In the present case, balancing these factors does not favor either party. The Court is unaware of any statute of limitations concern, and the Town has not raised the statute of limitations as a defense. Because the limitations issue is unlikely to bar Madden from re-filing, this factor weighs in favor of dismissal. Weighing against dismissal is the fact that the Town had actual notice of the claims in the complaint, as evidenced by its initial motion to dismiss. Weighing in the Town's favor is the fact that there was no attempt to conceal the defect in service, as the Town raised the issue on the record soon after the complaint was filed. The fourth factor favors Madden, since the Town has not suggested that it will suffer any prejudice if the Court grants him an extension nunc pro tunc.
See Morse v. Univ. of Vermont, 973 F.2d 122, 126-27 (2d Cir. 1992).
In Zapata, the Second Circuit noted that "no weighing of the prejudices between the two parties can ignore that the situation is the result of the plaintiff's neglect." 502 F.3d at 198. Madden was aware of a potential defect in service early on, but made no effort to remedy the defect until the Court issued its ruling. In that ruling, the Court required him to show good cause or risk dismissal. Madden made no such showing, instead confessing his ignorance and claiming that the Court's delay has caused him harm. (Papers 8 and 13).

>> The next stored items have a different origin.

//! Participation manager
//!
//! Thin wrapper over a [`Storage`] that accepts either identifiers or
//! experiment/variant values and answers the questions the engine asks.

use crate::error::StorageResult;
use crate::storage::{Participation, Storage};

/// Reads and writes participation decisions.
///
/// Every method accepts anything that is `AsRef<str>`: a plain identifier,
/// an [`Experiment`](crate::Experiment) or a [`Variant`](crate::Variant).
///
/// # Examples
///
/// ```
/// use armature_experiments::{MemoryStorage, ParticipationManager};
///
/// let manager = ParticipationManager::new(MemoryStorage::new());
///
/// manager.participate("t1", None::<&str>)?;
/// assert!(manager.participates("t1")?);
/// assert_eq!(manager.participating_variant("t1")?, None);
///
/// manager.participate("t2", Some("v1"))?;
/// assert!(manager.participates_with("t2", "v1")?);
/// # Ok::<(), armature_experiments::StorageError>(())
/// ```
#[derive(Debug)]
pub struct ParticipationManager<S> {
    storage: S,
}

impl<S: Storage> ParticipationManager<S> {
    pub fn new(storage: S) -> Self {
        Self { storage }
    }

    pub fn storage(&self) -> &S {
        &self.storage
    }

    pub fn into_storage(self) -> S {
        self.storage
    }

    /// The stored record, `None` when no decision was ever made
    pub fn participation(&self, experiment: impl AsRef<str>) -> StorageResult<Option<Participation>> {
        let id = experiment.as_ref();
        if !self.storage.has(id)? {
            return Ok(None);
        }
        self.storage.get(id)
    }

    /// Identifier of the variant the user is pinned to.
    ///
    /// `None` both when no decision exists and when the user is excluded;
    /// use [`participates`](Self::participates) to tell the two apart.
    pub fn participating_variant(&self, experiment: impl AsRef<str>) -> StorageResult<Option<String>> {
        Ok(self
            .participation(experiment)?
            .and_then(|participation| participation.variant_id().map(str::to_string)))
    }

    /// Whether any decision exists, exclusion included
    pub fn participates(&self, experiment: impl AsRef<str>) -> StorageResult<bool> {
        self.storage.has(experiment.as_ref())
    }

    /// Whether the user is pinned to exactly `variant`
    pub fn participates_with(
        &self,
        experiment: impl AsRef<str>,
        variant: impl AsRef<str>,
    ) -> StorageResult<bool> {
        Ok(self
            .participation(experiment)?
            .is_some_and(|participation| participation.variant_id() == Some(variant.as_ref())))
    }

    /// Record a decision; `None` records an exclusion
    pub fn participate<V: AsRef<str>>(
        &self,
        experiment: impl AsRef<str>,
        variant: Option<V>,
    ) -> StorageResult<()> {
        let participation = match variant {
            Some(variant) => Participation::variant(variant.as_ref()),
            None => Participation::Excluded,
        };
        self.storage.set(experiment.as_ref(), participation)
    }
}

Because Madden cannot show good cause and has failed to act with reasonable diligence in this matter, the Court finds that dismissal is warranted. See,e.g., Zapata, 502 F.3d at 199 (affirming dismissal where plaintiff "made no effort to effect service within the service period, neglected to ask for an extension within a reasonable time, and has advanced no cognizable excuse for the delay"). Accordingly, and with notice of potential dismissal having been provided by the Court, the Town's renewed motion to dismiss is GRANTED and this case is DISMISSED without prejudice. Fed.R.Civ.P. 4(m) (court must dismiss without prejudice).
SO ORDERED.
Dated at Brattleboro, in the District of Vermont.